Le Secrétaire Général de l’ONU, Antonio Guterres, vient de transmettre au Conseil de sécurité son rapport sur la situation au Burundi. Dans un document de 11 pages révélé fin janvier dernier, il se dit préoccupé par le processus de changement de la constitution en cours, une démarche qui, selon lui, sans large consensus, ne peut qu’exacerber les tensions entre le régime et l’opposition. Pour Guterres, le projet risque d’anéantir les acquis de l’Accord d’Arusha.
Il faut rappeler que le nouveau texte, une fois voté, permettrait au président Pierre Nkurunziza de prétendre à un quatrième mandat, renouvelable, qui serait de sept ans au lieu de cinq, alors que l’Accord d’Arusha limitait le nombre de mandats présidentiels à deux.
Pour Guterres, seul un dialogue constructif entre toutes les parties prenantes peut empêcher de déstabiliser davantage le pays. Le Secrétaire Général de l’ONU affirme également que la situation socioéconomique et des droits de l’homme au Burundi est « gravement préoccupante ».

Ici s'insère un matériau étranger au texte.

use crate::commands::CommandResult;
use basketry_core::config::{AppConfig, LoadOptions};
use basketry_core::recommend::DEFAULT_CART_LIMIT;
use basketry_core::{ItemToken, RecommendationService};
use basketry_db::{connect_with_settings, migrations, SqlOrderRepository, SqlProductRepository};

pub fn run(tokens: Vec<String>, limit: Option<usize>) -> CommandResult {
    let tokens: Vec<ItemToken> =
        tokens.iter().map(ItemToken::new).filter(|token| !token.is_empty()).collect();
    if tokens.is_empty() {
        return CommandResult::failure(
            "recommend",
            "missing_tokens",
            "provide at least one item token via --tokens",
            2,
        );
    }

    let config = match AppConfig::load(LoadOptions::default()) {
        Ok(config) => config,
        Err(error) => {
            return CommandResult::failure(
                "recommend",
                "config_validation",
                format!("configuration issue: {error}"),
                2,
            );
        }
    };

    let runtime = match tokio::runtime::Builder::new_current_thread().enable_all().build() {
        Ok(runtime) => runtime,
        Err(error) => {
            return CommandResult::failure(
                "recommend",
                "runtime_init",
                format!("failed to initialize async runtime: {error}"),
                3,
            );
        }
    };

    let result = runtime.block_on(async {
        let pool = connect_with_settings(
            &config.database.url,
            config.database.max_connections,
            config.database.timeout_secs,
        )
        .await
        .map_err(|error| ("db_connectivity", error.to_string(), 4u8))?;
        migrations::run_pending(&pool)
            .await
            .map_err(|error| ("migration", error.to_string(), 5u8))?;

        let service = RecommendationService::from_config(
            SqlOrderRepository::new(pool.clone()),
            SqlProductRepository::new(pool.clone()),
            &config.mining,
        )
        .map_err(|error| ("engine_config", error.to_string(), 2u8))?;

        let recommendations = service
            .cart_recommendations(&tokens, limit.unwrap_or(DEFAULT_CART_LIMIT))
            .await;
        pool.close().await;
        Ok::<_, (&'static str, String, u8)>(recommendations)
    });

    match result {
        Ok(recommendations) => {
            let rendered: Vec<String> = recommendations
                .items
                .iter()
                .map(|item| {
                    format!(
                        "{} ({}) score {:.3}",
                        item.product.name, item.product.id.0, item.score
                    )
                })
                .collect();

            let message = if rendered.is_empty() {
                recommendations.message
            } else {
                format!("{}: {}", recommendations.message, rendered.join("; "))
            };
            CommandResult::success("recommend", message)
        }
        Err((error_class, message, exit_code)) => {
            CommandResult::failure("recommend", error_class, message, exit_code)
        }
    }
}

Bujumbura réagit par une manifestation
La réaction de Bujumbura ne s’est pas fait attendre : une marche de protestation a été organisée par la mairie dans le week-end dernier, comme les autorités burundaises en ont pris l’habitude.
Ivomo s’est rendu au rond-point des Nations-Unies non loin de la permanence du parti CNDD-FDD (dans la zone de Ngagara) au nord de la capitale où se faisait le rassemblement.
A 10 heures pile, la manifestation commence. Deux éclaireurs ouvrent le cortège avec le drapeau du Burundi dans les mains. La foule se dirige vers le centre ville en passant par le boulevard du Peuple Murundi, la marche rythmée par la chanson : « les colons sont mauvais, leur temps est révolu ». Le mouvement continue jusqu’à l’ambassade de Belgique. Là les manifestants observent une pause et entonnent l’hymne national. Après, rassemblement sur la place de l’indépendance. Et là commencent les discours.
Le Conseiller Principal du Maire, Ramadhan Nkurikiye, qui a pris la parole, a critiqué le Secrétaire Général de l’ONU en affirmant que son rapport visait à perturber le processus de révision de la constitution en cours au Burundi et que cela était « inacceptable ». « La constitution appartient au peuple Burundais seulement. L’ONU n’a pas le droit de s’ingérer dans les affaires internes des Burundais », a-t-il déclaré devant la foule, avant de lancer des slogans demandant au gouvernement de ne pas reconnaitre le document.
Certains petits commerçants rencontrés dans la manifestation affirmaient y avoir été forcés. « Des gens en civil m’ont obligé de fermer ma boutique et de me joindre aux autres. Je suis ici pour me protéger et protéger mes affaires », a révélé un commerçant du quartier de Kajiji à Kanyosha. Des conducteurs de vélos disaient avoir subi le même sort. Emmanuel* par exemple. Ce n’est pas la première fois qu’il participait à une manifestation contre son gré. Il nous a dit que refuser d’y participer est lourd de conséquences. « Tu dois venir car si tu ne viens pas on te chasse du parking. Je suis donc ici pour ma survie. Je n’ai pas le choix », a-t-il confié.
C’est la première fois, depuis 2015, qu’une manifestation se déroule du début à la fin sans que le Belge Louis Michel soit cité nommément. Etant l’un de 750 députés européens, il a à maintes reprises été accusé par Bujumbura d’être derrière les sanctions prises contre le Burundi par l’Union Européenne. Maintenant, le vieil homme de 70 ans a annoncé son retrait de la vie politique en 2019.